>>>

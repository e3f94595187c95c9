//! Data models for budgeted conversation retrieval

use indexmap::IndexMap;
use serde::{Deserialize, Serialize};
use serde_json::Value;

/// Keys that may hold free text worth transforming
pub const TEXT_FIELDS: [&str; 3] = ["body", "body_text", "description"];

/// One conversation entry as returned by the API.
///
/// The entry is kept as an ordered map so every key and value, `null`
/// included, passes through as received. Transforms only rewrite text fields
/// that actually hold strings.
#[derive(Debug, Clone, Default, PartialEq, Serialize, Deserialize)]
#[serde(transparent)]
pub struct ConversationItem {
    fields: IndexMap<String, Value>,
}

impl ConversationItem {
    /// Numeric `id`, when present
    pub fn id(&self) -> Option<i64> {
        self.fields.get("id").and_then(Value::as_i64)
    }

    pub fn get(&self, key: &str) -> Option<&Value> {
        self.fields.get(key)
    }

    /// String value of `key`; `None` when absent or not a string
    pub fn text(&self, key: &str) -> Option<&str> {
        self.fields.get(key).and_then(Value::as_str)
    }

    /// Set `key`, keeping its position when it already exists
    pub fn insert(&mut self, key: &str, value: Value) -> Option<Value> {
        self.fields.insert(key.to_string(), value)
    }

    pub fn remove(&mut self, key: &str) -> Option<Value> {
        self.fields.shift_remove(key)
    }

    pub fn keys(&self) -> impl Iterator<Item = &str> {
        self.fields.keys().map(String::as_str)
    }
}

/// Continuation state handed back to the caller.
///
/// `has_more == false` implies `next_page == None`, and `budget_exhausted`
/// implies `has_more`. The constructors are the only way to build one.
#[derive(Debug, Clone, Copy, PartialEq, Eq, Serialize)]
pub struct ResumeToken {
    has_more: bool,
    budget_exhausted: bool,
    next_page: Option<u32>,
    last_item_id: Option<i64>,
}

impl ResumeToken {
    /// Every page was drained
    pub fn complete(last_item_id: Option<i64>) -> Self {
        Self {
            has_more: false,
            budget_exhausted: false,
            next_page: None,
            last_item_id,
        }
    }

    /// Budget tripped part way through `page`; the page must be fetched again
    pub fn exhausted(page: u32, last_item_id: Option<i64>) -> Self {
        Self {
            has_more: true,
            budget_exhausted: true,
            next_page: Some(page),
            last_item_id,
        }
    }

    /// Budget filled exactly at a page boundary; continue at `next_page`
    pub fn more(next_page: u32, last_item_id: Option<i64>) -> Self {
        Self {
            has_more: true,
            budget_exhausted: false,
            next_page: Some(next_page),
            last_item_id,
        }
    }

    pub fn has_more(&self) -> bool {
        self.has_more
    }

    pub fn budget_exhausted(&self) -> bool {
        self.budget_exhausted
    }

    pub fn next_page(&self) -> Option<u32> {
        self.next_page
    }

    pub fn last_item_id(&self) -> Option<i64> {
        self.last_item_id
    }
}

/// Counters for report redaction, reported alongside results
#[derive(Debug, Clone, Default, PartialEq, Eq, Serialize, Deserialize)]
pub struct FilteringReport {
    pub encrypted_reports_removed: bool,
    pub reports_found: usize,
    pub tokens_saved: usize,
}

/// Totals for one aggregation
#[derive(Debug, Clone, PartialEq, Eq, Serialize, Deserialize)]
pub struct AggregationSummary {
    pub total_conversations: usize,
    pub total_pages_fetched: u32,
    pub total_token_count: usize,
    pub max_tokens: usize,
    pub complete: bool,
}

/// Result of a multi-page budgeted listing
#[derive(Debug, Clone, Serialize)]
pub struct BudgetedConversations {
    pub conversations: Vec<ConversationItem>,
    pub summary: AggregationSummary,
    pub resume: ResumeToken,
    pub filtering: FilteringReport,
    #[serde(skip_serializing_if = "Vec::is_empty")]
    pub warnings: Vec<String>,
}

/// Pagination block of a single-page fetch
#[derive(Debug, Clone, PartialEq, Eq, Serialize, Deserialize)]
pub struct PagePagination {
    pub current_page: u32,
    pub next_page: Option<u32>,
    pub prev_page: Option<u32>,
    pub per_page: u32,
    pub items_returned: usize,
    pub has_more: bool,
    pub token_count: usize,
    pub truncated: bool,
    pub last_item_id: Option<i64>,
}

/// Result of a single-page budgeted fetch
#[derive(Debug, Clone, Serialize)]
pub struct BudgetedPage {
    pub conversations: Vec<ConversationItem>,
    pub pagination: PagePagination,
    #[serde(skip_serializing_if = "Option::is_none")]
    pub filtering: Option<FilteringReport>,
    #[serde(skip_serializing_if = "Vec::is_empty")]
    pub warnings: Vec<String>,
}
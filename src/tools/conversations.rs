//! Budgeted conversation tools

use super::{default_page, parse_args, Tool, ToolContext};
use crate::budget::{BudgetedRequest, ConversationAggregator, MAX_BUDGET_UNITS};
use crate::error::Result;
use crate::markup::TransformOptions;
use async_trait::async_trait;
use serde::Deserialize;
use serde_json::{json, Value};

fn default_conversation_page_size() -> u32 {
    10
}

fn default_budget() -> usize {
    MAX_BUDGET_UNITS
}

/// Transform switches shared by both conversation tools
fn filter_properties() -> Value {
    json!({
        "filter_encrypted_reports": {
            "type": "boolean",
            "default": true,
            "description": "Replace -----BEGIN REPORT----- blocks with a placeholder"
        },
        "report_placeholder": {
            "type": "string",
            "default": crate::markup::DEFAULT_PLACEHOLDER
        },
        "include_html_body": {
            "type": "boolean",
            "default": false,
            "description": "Keep the raw HTML body (costly)"
        },
        "extract_links": {
            "type": "boolean",
            "default": true,
            "description": "Attach anchors found in the HTML body as `links`"
        },
        "resume_after_id": {
            "type": "integer",
            "description": "Skip items of the first page up to and including this conversation id"
        }
    })
}

fn with_filter_properties(mut properties: Value) -> Value {
    if let (Some(target), Value::Object(extra)) = (properties.as_object_mut(), filter_properties()) {
        target.extend(extra);
    }
    properties
}

#[derive(Debug, Deserialize)]
struct ConversationPageArgs {
    ticket_id: u64,
    #[serde(default = "default_page")]
    page: u32,
    #[serde(default = "default_conversation_page_size")]
    per_page: u32,
    #[serde(default = "default_budget")]
    max_tokens: usize,
    #[serde(default)]
    resume_after_id: Option<i64>,
    #[serde(flatten)]
    filter: TransformOptions,
}

impl ConversationPageArgs {
    fn into_request(self) -> BudgetedRequest {
        BudgetedRequest {
            ticket_id: self.ticket_id,
            start_page: self.page,
            per_page: self.per_page,
            max_units: self.max_tokens,
            filter: self.filter,
            resume_after_id: self.resume_after_id,
        }
    }
}

/// One page of a ticket's conversations, cut to the budget
pub struct GetTicketConversationTool;

#[async_trait]
impl Tool for GetTicketConversationTool {
    fn name(&self) -> &'static str {
        "get_ticket_conversation"
    }

    fn description(&self) -> &'static str {
        "Get one page of ticket conversations, truncated to stay under a token limit"
    }

    fn input_schema(&self) -> Value {
        json!({
            "type": "object",
            "properties": with_filter_properties(json!({
                "ticket_id": {"type": "integer", "minimum": 1},
                "page": {"type": "integer", "minimum": 1, "default": 1},
                "per_page": {"type": "integer", "minimum": 1, "maximum": 100, "default": 10},
                "max_tokens": {"type": "integer", "minimum": 1, "maximum": MAX_BUDGET_UNITS, "default": MAX_BUDGET_UNITS}
            })),
            "required": ["ticket_id"]
        })
    }

    fn validate_input(&self, input: &Value) -> Result<()> {
        parse_args::<ConversationPageArgs>(input.clone())?
            .into_request()
            .validate()
    }

    async fn invoke(&self, input: Value, ctx: &ToolContext) -> Result<Value> {
        let request = parse_args::<ConversationPageArgs>(input)?.into_request();
        let page = ConversationAggregator::new(ctx.client.as_ref())
            .page_budgeted(&request)
            .await?;
        Ok(serde_json::to_value(page)?)
    }
}

#[derive(Debug, Deserialize)]
struct AllConversationsArgs {
    ticket_id: u64,
    #[serde(default = "default_page")]
    page: u32,
    #[serde(default = "default_conversation_page_size")]
    per_page: u32,
    #[serde(default = "default_budget")]
    max_total_tokens: usize,
    #[serde(default)]
    resume_after_id: Option<i64>,
    #[serde(flatten)]
    filter: TransformOptions,
}

impl AllConversationsArgs {
    fn into_request(self) -> BudgetedRequest {
        BudgetedRequest {
            ticket_id: self.ticket_id,
            start_page: self.page,
            per_page: self.per_page,
            max_units: self.max_total_tokens,
            filter: self.filter,
            resume_after_id: self.resume_after_id,
        }
    }
}

/// Walks every conversation page until the budget is spent.
///
/// To continue a partial result, call again with `page = resume.next_page`,
/// `resume_after_id = resume.last_item_id` and the same `per_page`.
pub struct GetAllTicketConversationsTool;

#[async_trait]
impl Tool for GetAllTicketConversationsTool {
    fn name(&self) -> &'static str {
        "get_all_ticket_conversations"
    }

    fn description(&self) -> &'static str {
        "Get ticket conversations across pages under a total token budget; \
         resume with resume.next_page and resume.last_item_id"
    }

    fn input_schema(&self) -> Value {
        json!({
            "type": "object",
            "properties": with_filter_properties(json!({
                "ticket_id": {"type": "integer", "minimum": 1},
                "page": {"type": "integer", "minimum": 1, "default": 1, "description": "Page to start or resume from"},
                "per_page": {"type": "integer", "minimum": 1, "maximum": 100, "default": 10, "description": "Keep constant across resumed calls"},
                "max_total_tokens": {"type": "integer", "minimum": 1, "maximum": MAX_BUDGET_UNITS, "default": MAX_BUDGET_UNITS}
            })),
            "required": ["ticket_id"]
        })
    }

    fn validate_input(&self, input: &Value) -> Result<()> {
        parse_args::<AllConversationsArgs>(input.clone())?
            .into_request()
            .validate()
    }

    async fn invoke(&self, input: Value, ctx: &ToolContext) -> Result<Value> {
        let request = parse_args::<AllConversationsArgs>(input)?.into_request();
        let result = ConversationAggregator::new(ctx.client.as_ref())
            .list_budgeted(&request)
            .await?;
        Ok(serde_json::to_value(result)?)
    }
}
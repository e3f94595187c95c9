//! Size-budgeted conversation retrieval

pub mod aggregator;
pub mod estimator;
pub mod models;

pub use aggregator::{
    BudgetedRequest, ConversationAggregator, ConversationPage, ConversationSource,
    MAX_BUDGET_UNITS, MAX_PER_PAGE,
};
pub use estimator::{estimate, CharRatioEstimator, TokenEstimator};
pub use models::{
    AggregationSummary, BudgetedConversations, BudgetedPage, ConversationItem, FilteringReport,
    PagePagination, ResumeToken,
};
//! Server diagnostics

use super::{Tool, ToolContext};
use crate::error::Result;
use crate::metrics::METRICS;
use async_trait::async_trait;
use serde_json::{json, Value};

/// Current request, retry, budget and tool-call counters in Prometheus text format
pub struct GetMetricsTool;

#[async_trait]
impl Tool for GetMetricsTool {
    fn name(&self) -> &'static str {
        "get_metrics"
    }

    fn description(&self) -> &'static str {
        "Report server metrics (API requests, retries, budget usage, tool calls) in Prometheus text format"
    }

    fn input_schema(&self) -> Value {
        json!({"type": "object", "properties": {}})
    }

    async fn invoke(&self, _input: Value, _ctx: &ToolContext) -> Result<Value> {
        Ok(json!({
            "format": "prometheus",
            "metrics": METRICS.export_prometheus(),
        }))
    }
}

<<<

_INSTRUCTIONS FOR THE TASK_. Stop after the line containing "not a string": print exactly the lines from the start of the entries above up to it, that line included.

_ANSWER_.
repository e3f94595187c95c9
//! Data models for budgeted conversation retrieval

use indexmap::IndexMap;
use serde::{Deserialize, Serialize};
use serde_json::Value;

/// Keys that may hold free text worth transforming
pub const TEXT_FIELDS: [&str; 3] = ["body", "body_text", "description"];

/// One conversation entry as returned by the API.
///
/// The entry is kept as an ordered map so every key and value, `null`
/// included, passes through as received. Transforms only rewrite text fields
/// that actually hold strings.
#[derive(Debug, Clone, Default, PartialEq, Serialize, Deserialize)]
#[serde(transparent)]
pub struct ConversationItem {
    fields: IndexMap<String, Value>,
}

impl ConversationItem {
    /// Numeric `id`, when present
    pub fn id(&self) -> Option<i64> {
        self.fields.get("id").and_then(Value::as_i64)
    }

    pub fn get(&self, key: &str) -> Option<&Value> {
        self.fields.get(key)
    }

    /// String value of `key`; `None` when absent or not a string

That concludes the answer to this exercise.